Health board reorganisation would distract from front-line care, First Minister tells Senedd

The First Minister has confirmed she considered restructuring Wales’s health board system while serving as health secretary but decided against it because it would distract from front-line services.
Eluned Morgan told the Committee for the Scrutiny of the First Minister on 13 March that she had looked at the question but concluded that reorganisation would pull focus away from reducing waiting lists.
The exchange was prompted by Conservative MS Peter Fox, who told the committee he had been asked about the health board structure at a Royal College of Nursing event the previous evening.
“The question that was put to me was: with so many health boards in intervention, especially Betsi Cadwaladr and the issues there, is it the right shape?” Fox said.
“Should our health board system – should we rethink the health board system? Should there be something better in Wales?”
He described the issue as having been “a millstone around every Minister’s neck since I’ve been in this place.”

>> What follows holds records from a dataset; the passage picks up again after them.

//! Generate Service - validate, compose, render, write.
//!
//! Both manifests are rendered in memory before anything touches the
//! filesystem, so a validation or composition failure never leaves a file
//! behind. The two writes are not transactional: if the second write fails
//! the first file stays, and re-running generation is the recovery.

use std::path::{Path, PathBuf};

use tracing::{debug, info, instrument, warn};

use crate::{
    application::{
        ApplicationError,
        ports::{BuildManifestRenderer, Filesystem, OrchestrationRenderer},
    },
    domain::{
        ArtifactKind, Composition, Configuration, GeneratedArtifact, ValidationIssue,
        ValidationReport, compose, validate,
    },
    error::PodgenResult,
};

/// Which artifacts a generation run produces.
#[derive(Debug, Clone, Copy, PartialEq, Eq)]
pub enum ArtifactSelection {
    BuildManifest,
    OrchestrationManifest,
    All,
}

impl ArtifactSelection {
    pub fn kinds(&self) -> &'static [ArtifactKind] {
        match self {
            Self::BuildManifest => &[ArtifactKind::BuildManifest],
            Self::OrchestrationManifest => &[ArtifactKind::OrchestrationManifest],
            Self::All => &[
                ArtifactKind::BuildManifest,
                ArtifactKind::OrchestrationManifest,
            ],
        }
    }
}

/// Where each artifact is written.
#[derive(Debug, Clone, PartialEq, Eq)]
pub struct ArtifactPaths {
    pub build_manifest: PathBuf,
    pub orchestration_manifest: PathBuf,
}

impl ArtifactPaths {
    pub fn in_dir(
        dir: impl AsRef<Path>,
        build_manifest: impl AsRef<Path>,
        orchestration_manifest: impl AsRef<Path>,
    ) -> Self {
        let dir = dir.as_ref();
        Self {
            build_manifest: dir.join(build_manifest),
            orchestration_manifest: dir.join(orchestration_manifest),
        }
    }

    pub fn path_for(&self, kind: ArtifactKind) -> &Path {
        match kind {
            ArtifactKind::BuildManifest => &self.build_manifest,
            ArtifactKind::OrchestrationManifest => &self.orchestration_manifest,
        }
    }
}

/// Rendered artifacts plus the non-fatal issues found on the way.
#[derive(Debug, Clone)]
pub struct Generation {
    pub warnings: Vec<ValidationIssue>,
    /// Stage names in manifest order; empty when only the orchestration
    /// manifest was requested.
    pub stages: Vec<String>,
    pub artifacts: Vec<GeneratedArtifact>,
}

impl Generation {
    pub fn artifact(&self, kind: ArtifactKind) -> Option<&GeneratedArtifact> {
        self.artifacts.iter().find(|a| a.kind == kind)
    }
}

/// One file written by [`GenerateService::write`].
#[derive(Debug, Clone, PartialEq, Eq)]
pub struct WrittenArtifact {
    pub kind: ArtifactKind,
    pub path: PathBuf,
    pub bytes: usize,
}

pub struct GenerateService {
    build_renderer: Box<dyn BuildManifestRenderer>,
    orchestration_renderer: Box<dyn OrchestrationRenderer>,
    filesystem: Box<dyn Filesystem>,
}

impl GenerateService {
    pub fn new(
        build_renderer: Box<dyn BuildManifestRenderer>,
        orchestration_renderer: Box<dyn OrchestrationRenderer>,
        filesystem: Box<dyn Filesystem>,
    ) -> Self {
        Self {
            build_renderer,
            orchestration_renderer,
            filesystem,
        }
    }

    /// Run every validation rule. Never fails; the report carries the issues.
    pub fn validate(&self, config: &Configuration) -> ValidationReport {
        validate(config)
    }

    /// Validate and compose without rendering.
    #[instrument(skip_all, fields(name = %config.name()))]
    pub fn plan(&self, config: &Configuration) -> PodgenResult<(ValidationReport, Composition)> {
        let report = self.gate(config)?;
        let composition = compose(config)?;
        Ok((report, composition))
    }

    /// Render the selected artifacts in memory.
    #[instrument(skip_all, fields(name = %config.name(), selection = ?selection))]
    pub fn render(
        &self,
        config: &Configuration,
        selection: ArtifactSelection,
    ) -> PodgenResult<Generation> {
        let report = self.gate(config)?;
        let mut stages = Vec::new();
        let mut artifacts = Vec::with_capacity(2);

        for kind in selection.kinds() {
            let text = match kind {
                ArtifactKind::BuildManifest => {
                    let composition = compose(config)?;
                    stages = composition
                        .stage_names()
                        .into_iter()
                        .map(str::to_owned)
                        .collect();
                    self.build_renderer.render(composition.stages())
                }
                ArtifactKind::OrchestrationManifest => {
                    self.orchestration_renderer.render(config)?
                }
            };
            debug!(artifact = %kind, bytes = text.len(), "Artifact rendered");
            artifacts.push(GeneratedArtifact::new(*kind, text, config));
        }

        Ok(Generation {
            warnings: report.warnings().cloned().collect(),
            stages,
            artifacts,
        })
    }

    /// Write rendered artifacts, each replacing its file wholesale.
    ///
    /// A file whose write fails is removed on a best-effort basis so no
    /// partial artifact is left behind.
    #[instrument(skip_all)]
    pub fn write(
        &self,
        generation: &Generation,
        paths: &ArtifactPaths,
    ) -> PodgenResult<Vec<WrittenArtifact>> {
        let mut written = Vec::with_capacity(generation.artifacts.len());

        for artifact in &generation.artifacts {
            let path = paths.path_for(artifact.kind);

            if let Some(parent) = path.parent().filter(|p| !p.as_os_str().is_empty()) {
                self.filesystem.create_dir_all(parent)?;
            }

            if let Err(e) = self.filesystem.write_file(path, &artifact.text) {
                warn!(path = %path.display(), error = %e, "Write failed, removing partial file");
                self.discard(path);
                if !written.is_empty() {
                    warn!("Manifests are out of sync until generation is re-run");
                }
                return Err(e);
            }

            info!(artifact = %artifact.kind, path = %path.display(), "Wrote artifact");
            written.push(WrittenArtifact {
                kind: artifact.kind,
                path: path.to_path_buf(),
                bytes: artifact.text.len(),
            });
        }

        Ok(written)
    }

    /// Render then write.
    pub fn generate(
        &self,
        config: &Configuration,
        selection: ArtifactSelection,
        paths: &ArtifactPaths,
    ) -> PodgenResult<(Generation, Vec<WrittenArtifact>)> {
        let generation = self.render(config, selection)?;
        let written = self.write(&generation, paths)?;
        Ok((generation, written))
    }

    // -------------------------------------------------------------------------
    // Internal Helpers
    // -------------------------------------------------------------------------

    /// Fatal issues stop the run; warnings are logged and passed on.
    fn gate(&self, config: &Configuration) -> PodgenResult<ValidationReport> {
        let report = validate(config);

        for issue in report.warnings() {
            warn!(key = %issue.key, "{}", issue.message);
        }

        if !report.is_valid() {
            return Err(ApplicationError::InvalidConfiguration {
                issues: report.errors().cloned().collect(),
            }
            .into());
        }

        Ok(report)
    }

    fn discard(&self, path: &Path) {
        if !self.filesystem.exists(path) {
            return;
        }
        if let Err(e) = self.filesystem.remove_file(path) {
            warn!(error = %e, path = %path.display(), "Cleanup failed");
        }
    }
}

#[cfg(test)]
mod tests {
    use mockall::predicate::*;

    use super::*;
    use crate::application::ports::{
        MockBuildManifestRenderer, MockFilesystem, MockOrchestrationRenderer,
    };
    use crate::error::{ErrorCategory, PodgenError};

    fn minimal() -> Configuration {
        Configuration::builder().name("web-terminal").port(7681).build()
    }

    fn renderers() -> (MockBuildManifestRenderer, MockOrchestrationRenderer) {
        let mut build = MockBuildManifestRenderer::new();
        build
            .expect_render()
            .returning(|stages| format!("{} stages\n", stages.len()));
        let mut orchestration = MockOrchestrationRenderer::new();
        orchestration
            .expect_render()
            .returning(|config| Ok(format!("services: {}\n", config.name())));
        (build, orchestration)
    }

    fn paths() -> ArtifactPaths {
        ArtifactPaths::in_dir("/out", "Podmanfile", "compose.yaml")
    }

    #[test]
    fn invalid_config_never_reaches_renderers_or_disk() {
        let mut build = MockBuildManifestRenderer::new();
        build.expect_render().never();
        let mut orchestration = MockOrchestrationRenderer::new();
        orchestration.expect_render().never();
        let mut fs = MockFilesystem::new();
        fs.expect_write_file().never();
        fs.expect_create_dir_all().never();

        let service = GenerateService::new(Box::new(build), Box::new(orchestration), Box::new(fs));
        let config = Configuration::builder()
            .port(7681)
            .registry("alice", "", "terminal")
            .build();

        let err = service
            .generate(&config, ArtifactSelection::All, &paths())
            .unwrap_err();

        assert_eq!(err.category(), ErrorCategory::Validation);
        match err {
            PodgenError::Application(ApplicationError::InvalidConfiguration { issues }) => {
                assert_eq!(issues.len(), 2)
            }
            other => panic!("unexpected error: {other:?}"),
        }
    }

    #[test]
    fn composition_error_aborts_before_writing() {
        let (build, orchestration) = renderers();
        let mut fs = MockFilesystem::new();
        fs.expect_write_file().never();

        let service = GenerateService::new(Box::new(build), Box::new(orchestration), Box::new(fs));
        let config = Configuration::builder()
            .name("web-terminal")
            .port(7681)
            .clone_repositories(["https://host/org/foo", "https://host/org2/foo.git"])
            .build();

        let err = service
            .generate(&config, ArtifactSelection::All, &paths())
            .unwrap_err();
        assert_eq!(err.category(), ErrorCategory::Composition);
    }

    #[test]
    fn all_writes_both_files_in_order() {
        let (build, orchestration) = renderers();
        let mut fs = MockFilesystem::new();
        let mut seq = mockall::Sequence::new();
        fs.expect_create_dir_all().returning(|_| Ok(()));
        fs.expect_write_file()
            .with(eq(Path::new("/out/Podmanfile")), eq("4 stages\n"))
            .times(1)
            .in_sequence(&mut seq)
            .returning(|_, _| Ok(()));
        fs.expect_write_file()
            .with(eq(Path::new("/out/compose.yaml")), always())
            .times(1)
            .in_sequence(&mut seq)
            .returning(|_, _| Ok(()));

        let service = GenerateService::new(Box::new(build), Box::new(orchestration), Box::new(fs));
        let config = Configuration::builder()
            .name("web-terminal")
            .port(7681)
            .clone_repositories(["https://host/a/one"])
            .build();

        let (generation, written) = service
            .generate(&config, ArtifactSelection::All, &paths())
            .unwrap();

        assert_eq!(generation.stages, vec!["base", "build", "clone", "runtime"]);
        assert_eq!(written.len(), 2);
        assert_eq!(written[1].kind, ArtifactKind::OrchestrationManifest);
    }

    #[test]
    fn failed_write_removes_the_partial_file() {
        let (build, orchestration) = renderers();
        let mut fs = MockFilesystem::new();
        fs.expect_create_dir_all().returning(|_| Ok(()));
        fs.expect_write_file().returning(|path, _| {
            Err(ApplicationError::FilesystemError {
                path: path.to_path_buf(),
                reason: "disk full".into(),
            }
            .into())
        });
        fs.expect_exists().return_const(true);
        fs.expect_remove_file()
            .with(eq(Path::new("/out/Podmanfile")))
            .times(1)
            .returning(|_| Ok(()));

        let service = GenerateService::new(Box::new(build), Box::new(orchestration), Box::new(fs));
        let err = service
            .generate(&minimal(), ArtifactSelection::BuildManifest, &paths())
            .unwrap_err();
        assert!(err.to_string().contains("disk full"));
    }

    #[test]
    fn warnings_do_not_block_generation() {
        let (build, orchestration) = renderers();
        let service = GenerateService::new(
            Box::new(build),
            Box::new(orchestration),
            Box::new(MockFilesystem::new()),
        );
        let config = Configuration::builder()
            .name("web-terminal")
            .port(7681)
            .build_proxy("", "", "")
            .build();

        let generation = service
            .render(&config, ArtifactSelection::OrchestrationManifest)
            .unwrap();
        assert_eq!(generation.warnings.len(), 1);
        assert!(generation.stages.is_empty());
        assert_eq!(
            generation
                .artifact(ArtifactKind::OrchestrationManifest)
                .unwrap()
                .text,
            "services: web-terminal\n"
        );
    }

    #[test]
    fn plan_reports_stage_order() {
        let (build, orchestration) = renderers();
        let service = GenerateService::new(
            Box::new(build),
            Box::new(orchestration),
            Box::new(MockFilesystem::new()),
        );
        let (report, composition) = service.plan(&minimal()).unwrap();
        assert!(report.issues.is_empty());
        assert_eq!(composition.stage_names(), vec!["base", "build", "runtime"]);
    }
}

The first minister acknowledged the case for change could be made.
“Certainly when I was health Secretary, it was something that I considered,” she said. “Is now the time to rethink the shape? You can certainly make the case for reorganising.”

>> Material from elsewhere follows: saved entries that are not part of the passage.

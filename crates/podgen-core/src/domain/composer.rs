//! Stage composition.
//!
//! Turns a [`Configuration`] into the ordered stage list of the build
//! manifest: `base`, `build`, optionally `clone`, then `runtime`. Every stage
//! after `base` is parented to `base`, so the chain stays linear however the
//! optional stage is spliced in.

use std::collections::BTreeMap;

use tracing::debug;

use crate::domain::{
    config::{Configuration, ProxyGroup},
    contract::{
        BASE_IMAGE, BUILD_PROXY_ARGS, PROXY_ENV_VARS, RUNTIME_PROXY_ARGS, STAGE_BASE, STAGE_BUILD,
        STAGE_CLONE, STAGE_RUNTIME, TERMINAL_BINARY, WORKSPACE_DIR,
    },
    error::DomainError,
    stage::{Instruction, PackageManager, Parent, Stage},
};

/// Tools needed to compile the terminal server.
pub const BUILD_PACKAGES: &[&str] = &[
    "build-essential",
    "ca-certificates",
    "cmake",
    "git",
    "libjson-c-dev",
    "libwebsockets-dev",
    "pkg-config",
];

/// Minimal set needed to fetch repositories.
pub const CLONE_PACKAGES: &[&str] = &["ca-certificates", "git"];

/// Packages every runtime image gets before any extras.
pub const RUNTIME_PACKAGES: &[&str] = &[
    "ca-certificates",
    "git",
    "libjson-c5",
    "libwebsockets19t64",
    "locales",
    "python3",
    "python3-pip",
    "sudo",
    "tmux",
    "vim",
];

const TERMINAL_SOURCE: &str = "https://github.com/tsl0922/ttyd.git";
const TERMINAL_VERSION: &str = "1.7.7";
const TMUX_SESSION: &str = "main";

/// The ordered result of composition.
#[derive(Debug, Clone, PartialEq, Eq)]
pub struct Composition {
    stages: Vec<Stage>,
}

impl Composition {
    pub fn stages(&self) -> &[Stage] {
        &self.stages
    }

    pub fn stage(&self, name: &str) -> Option<&Stage> {
        self.stages.iter().find(|s| s.name() == name)
    }

    pub fn stage_names(&self) -> Vec<&str> {
        self.stages.iter().map(Stage::name).collect()
    }

    /// True when every stage-parent refers to a stage defined before it and
    /// no name repeats.
    pub fn is_linear(&self) -> bool {
        let mut seen: Vec<&str> = Vec::new();
        for stage in &self.stages {
            if seen.contains(&stage.name()) {
                return false;
            }
            if let Parent::Stage(parent) = stage.parent() {
                if !seen.contains(&parent.as_str()) {
                    return false;
                }
            }
            seen.push(stage.name());
        }
        true
    }
}

/// Compose the build-manifest stages for `config`.
///
/// The configuration is expected to have passed validation; the only error
/// raised here is a clone destination that cannot be derived or that two
/// repositories share.
pub fn compose(config: &Configuration) -> Result<Composition, DomainError> {
    let mut stages = vec![base_stage(), build_stage(config)];

    if config.clone.is_enabled() {
        stages.push(clone_stage(config)?);
    }

    stages.push(runtime_stage(config));

    let composition = Composition { stages };
    debug_assert!(composition.is_linear());
    debug!(stages = ?composition.stage_names(), "Stages composed");

    Ok(composition)
}

/// Directory a repository is cloned into: the final URL path segment with a
/// trailing `.git` removed.
pub fn repository_dir_name(url: &str) -> Option<String> {
    let path = url.split_once("://").map_or(url, |(_, rest)| rest);
    let path = path.split(['?', '#']).next().unwrap_or_default();
    let (_, tail) = path.trim_end_matches('/').rsplit_once('/')?;
    let name = tail.strip_suffix(".git").unwrap_or(tail);

    if name.is_empty() || name == "." || name == ".." {
        None
    } else {
        Some(name.to_owned())
    }
}

fn base_stage() -> Stage {
    let mut stage = Stage::new(STAGE_BASE, Parent::Image(BASE_IMAGE.to_owned()));
    stage.push(Instruction::env("DEBIAN_FRONTEND", "noninteractive"));
    stage
}

fn build_stage(config: &Configuration) -> Stage {
    let mut stage = Stage::new(STAGE_BUILD, Parent::Stage(STAGE_BASE.to_owned()));

    if config.build_proxy.is_enabled() {
        stage.extend(proxy_instructions(&config.build_proxy, BUILD_PROXY_ARGS));
    }

    stage.push(Instruction::install(
        PackageManager::Apt,
        BUILD_PACKAGES.iter().copied(),
    ));
    stage.push(Instruction::run(format!(
        "git clone --depth 1 --branch {TERMINAL_VERSION} {TERMINAL_SOURCE} /tmp/ttyd \
         && cmake -S /tmp/ttyd -B /tmp/ttyd/build \
         && cmake --build /tmp/ttyd/build \
         && cmake --install /tmp/ttyd/build"
    )));

    stage
}

fn clone_stage(config: &Configuration) -> Result<Stage, DomainError> {
    let mut stage = Stage::new(STAGE_CLONE, Parent::Stage(STAGE_BASE.to_owned()));

    // Cloning happens at build time, so it goes through the build proxy.
    if config.build_proxy.is_enabled() {
        stage.extend(proxy_instructions(&config.build_proxy, BUILD_PROXY_ARGS));
    }

    stage.push(Instruction::install(
        PackageManager::Apt,
        CLONE_PACKAGES.iter().copied(),
    ));

    let base_path = clone_base_path(config);
    let mut claimed: BTreeMap<String, &str> = BTreeMap::new();

    for url in config.clone.repositories.as_slice() {
        let name = repository_dir_name(url)
            .ok_or_else(|| DomainError::UnderivableRepositoryName { url: url.clone() })?;

        if let Some(first) = claimed.get(&name) {
            return Err(DomainError::RepositoryNameCollision {
                name,
                first: (*first).to_owned(),
                second: url.clone(),
            });
        }

        stage.push(Instruction::run(format!(
            "git clone --depth 1 {url} {base_path}/{name}"
        )));
        claimed.insert(name, url);
    }

    Ok(stage)
}

fn runtime_stage(config: &Configuration) -> Stage {
    let mut stage = Stage::new(STAGE_RUNTIME, Parent::Stage(STAGE_BASE.to_owned()));

    if config.runtime_proxy.is_enabled() {
        stage.extend(proxy_instructions(&config.runtime_proxy, RUNTIME_PROXY_ARGS));
    }

    stage.push(Instruction::install(
        PackageManager::Apt,
        RUNTIME_PACKAGES
            .iter()
            .map(|p| (*p).to_owned())
            .chain(config.packages.os.as_slice().iter().cloned()),
    ));

    let language_packages = config.packages.language.as_slice();
    if !language_packages.is_empty() {
        stage.push(Instruction::install(
            PackageManager::Pip,
            language_packages.iter().cloned(),
        ));
    }

    stage.push(Instruction::copy_from(
        STAGE_BUILD,
        TERMINAL_BINARY,
        TERMINAL_BINARY,
    ));

    if config.clone.is_enabled() {
        let base_path = clone_base_path(config);
        stage.push(Instruction::copy_from(STAGE_CLONE, base_path, base_path));
    }

    stage.push(Instruction::run(format!("mkdir -p {WORKSPACE_DIR}")));
    stage.push(Instruction::SetWorkingDirectory(WORKSPACE_DIR.to_owned()));
    stage.push(Instruction::ExposePort(config.port()));

    let port = config.port().to_string();
    stage.push(Instruction::entrypoint(
        "ttyd",
        [
            "--writable",
            "--port",
            port.as_str(),
            "tmux",
            "new-session",
            "-A",
            "-s",
            TMUX_SESSION,
        ],
    ));

    stage
}

/// Declare the group's URLs as build arguments, then export them under the
/// standard proxy variable names.
fn proxy_instructions(group: &ProxyGroup, arg_names: [&str; 3]) -> Vec<Instruction> {
    let declared = arg_names
        .iter()
        .zip(group.values())
        .map(|(name, value)| Instruction::arg(*name, value));

    let exported = PROXY_ENV_VARS
        .iter()
        .zip(arg_names)
        .map(|(env, arg)| Instruction::env(*env, format!("${{{arg}}}")));

    declared.chain(exported).collect()
}

fn clone_base_path(config: &Configuration) -> &str {
    let path = config.clone.base_path.as_str().trim_end_matches('/');
    if path.is_empty() { "/" } else { path }
}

But she said she had chosen to focus on waiting lists instead.
“I looked at those waiting lists and thought, ‘That’s what I’m going to be focused on,’” she said. “Those are coming down. I’m going to be spending my time on sorting that out as far as we can with the money we have available.”

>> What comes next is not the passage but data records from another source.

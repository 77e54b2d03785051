//! CLI errors: what went wrong, what to do about it, and which exit code
//! the process ends with.

use std::error::Error;
use std::path::PathBuf;

use owo_colors::OwoColorize;
use thiserror::Error;

use podgen_core::error::PodgenError;

pub use podgen_core::error::ErrorCategory as CoreCategory;

/// Result type alias for CLI operations.
pub type CliResult<T> = Result<T, CliError>;

/// CLI error types.
#[derive(Debug, Error)]
pub enum CliError {
    /// `init` would overwrite an existing settings file.
    #[error("Settings file already exists at {path}")]
    SettingsExists { path: PathBuf },

    // ── Config errors ──────────────────────────────────────────────────────
    /// The tool configuration could not be read or encoded.
    #[error("Configuration error: {message}")]
    ConfigError {
        message: String,
        #[source]
        source: Option<Box<dyn std::error::Error + Send + Sync>>,
    },

    // ── Core errors ────────────────────────────────────────────────────────
    /// An error propagated from `podgen-core` or an adapter.
    #[error("{0}")]
    Core(#[from] PodgenError),

    /// At least one tag failed to push. Per-tag details were already shown.
    #[error("{failed} of {total} tag(s) failed to push")]
    PushFailed {
        failed: usize,
        total: usize,
        suggestions: Vec<String>,
    },

    // ── System errors ──────────────────────────────────────────────────────
    /// An I/O operation failed.
    #[error("I/O error: {message}")]
    IoError {
        message: String,
        #[source]
        source: std::io::Error,
    },
}

impl From<std::io::Error> for CliError {
    fn from(err: std::io::Error) -> Self {
        CliError::IoError {
            message: err.to_string(),
            source: err,
        }
    }
}

impl From<serde_json::Error> for CliError {
    fn from(err: serde_json::Error) -> Self {
        CliError::IoError {
            message: format!("failed to encode JSON output: {err}"),
            source: std::io::Error::other(err),
        }
    }
}

impl CliError {
    /// Get user-actionable suggestions for fixing this error.
    pub fn suggestions(&self) -> Vec<String> {
        match self {
            Self::SettingsExists { path } => vec![
                format!("'{}' already exists", path.display()),
                "Use --force to overwrite it".into(),
                "Or pick another file with --settings".into(),
            ],

            Self::ConfigError { message, .. } => vec![
                format!("Configuration issue: {}", message),
                "Show the default location with: podgen config path".into(),
                "Environment overrides use PODGEN_<SECTION>__<KEY>".into(),
            ],

            Self::Core(core_err) => core_err.suggestions(),

            Self::PushFailed { suggestions, .. } => suggestions.clone(),

            Self::IoError { message, .. } => vec![
                format!("I/O operation failed: {}", message),
                "Check file permissions".into(),
                "Ensure the parent directory exists".into(),
            ],
        }
    }

    /// Get the error category for styling and exit codes.
    pub fn category(&self) -> ErrorCategory {
        match self {
            Self::SettingsExists { .. } => ErrorCategory::UserError,
            Self::ConfigError { .. } => ErrorCategory::Configuration,
            Self::Core(core) => match core.category() {
                CoreCategory::Validation => ErrorCategory::UserError,
                CoreCategory::Composition => ErrorCategory::UserError,
                CoreCategory::Configuration => ErrorCategory::Configuration,
                CoreCategory::NotFound => ErrorCategory::NotFound,
                CoreCategory::Push => ErrorCategory::Push,
                CoreCategory::Internal => ErrorCategory::Internal,
            },
            Self::PushFailed { .. } => ErrorCategory::Push,
            Self::IoError { .. } => ErrorCategory::Internal,
        }
    }

    /// Exit code to pass to the OS.
    pub fn exit_code(&self) -> u8 {
        self.category().exit_code()
    }

    /// Render the error, its causes when `verbose`, and the suggestions.
    ///
    /// Colour is applied only when `colored` is set; the layout is the same
    /// either way so that logs and terminals read alike.
    pub fn report(&self, verbose: bool, colored: bool) -> String {
        let paint = |text: &str, style: owo_colors::Style| {
            if colored {
                text.style(style).to_string()
            } else {
                text.to_owned()
            }
        };
        let red = owo_colors::Style::new().red().bold();
        let dim = owo_colors::Style::new().dimmed();

        let mut out = format!("\n{} {}\n", paint("\u{2717} Error:", red), self);

        if verbose {
            let mut cause = self.source();
            while let Some(err) = cause {
                out.push_str(&format!("  {} {err}\n", paint("caused by:", dim)));
                cause = err.source();
            }
        }

        let suggestions = self.suggestions();
        if !suggestions.is_empty() {
            let heading = owo_colors::Style::new().yellow().bold();
            out.push_str(&format!("\n{}\n", paint("Suggestions:", heading)));
            for line in suggestions {
                out.push_str(&format!("  - {line}\n"));
            }
        }

        if !verbose {
            out.push_str(&format!("\n{}\n", paint("Run with -v for more detail.", dim)));
        }

        out
    }

    /// Record the failure in the log at a level matching its category.
    pub fn log(&self) {
        let cause = self.source().map(ToString::to_string);
        match self.category() {
            ErrorCategory::UserError | ErrorCategory::NotFound => {
                tracing::warn!(category = ?self.category(), cause, "{}", self);
            }
            _ => tracing::error!(category = ?self.category(), cause, "{}", self),
        }
    }
}

/// How a failure is reported; each category owns one exit code.
#[derive(Debug, Clone, Copy, PartialEq, Eq)]
#[repr(u8)]
pub enum ErrorCategory {
    Internal = 1,
    /// Bad settings or arguments.
    UserError = 2,
    NotFound = 3,
    Configuration = 4,
    /// One or more tags could not be pushed.
    Push = 5,
}

impl ErrorCategory {
    pub fn exit_code(self) -> u8 {
        self as u8
    }
}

She warned that reorganisation would lead to internal disruption. “I just know that what would happen within those health boards is that people would be scrambling around to check out are their own jobs safe; they would not be focused on the front-line services,” she said.
Fox asked directly: “So, it’s the wrong time?”
Morgan replied: “It’s a judgment call in terms of whether you do that or not. I am focused on what is happening on the front line, and anything that takes attention away from that is something that I didn’t want to get involved with. Other people may make a different judgment; that was my judgment, definitely during this term of Government.”
She pointed to co-operation already happening between health boards, including closer working between Hywel Dda and Swansea Bay, and the three south-east Wales boards sharing a new orthopaedic hub in Llantrisant.
The question has particular weight in north Wales. Betsi Cadwaladr University Health Board, which covers Wrexham, Flintshire, Denbighshire, Gwynedd, Conwy and Anglesey, has been in special measures or enhanced monitoring for much of the past decade.
Morgan’s formulation that “other people may make a different judgment” leaves the door open for a future government to revisit the question after the Senedd election.
Elsewhere in the session, Plaid Cymru’s Llyr Gruffydd challenged Morgan on governance, noting that the sixth Senedd had seen three First Ministers, three health secretaries and four economy secretaries.
Morgan acknowledged “there was a difficult period for the Labour Party” but said policy had remained consistent.
“What you’ve had is consistency in terms of policy as well, and that makes a difference,” she said.
“It makes a difference to investment and it makes a difference to our ability to get things done.”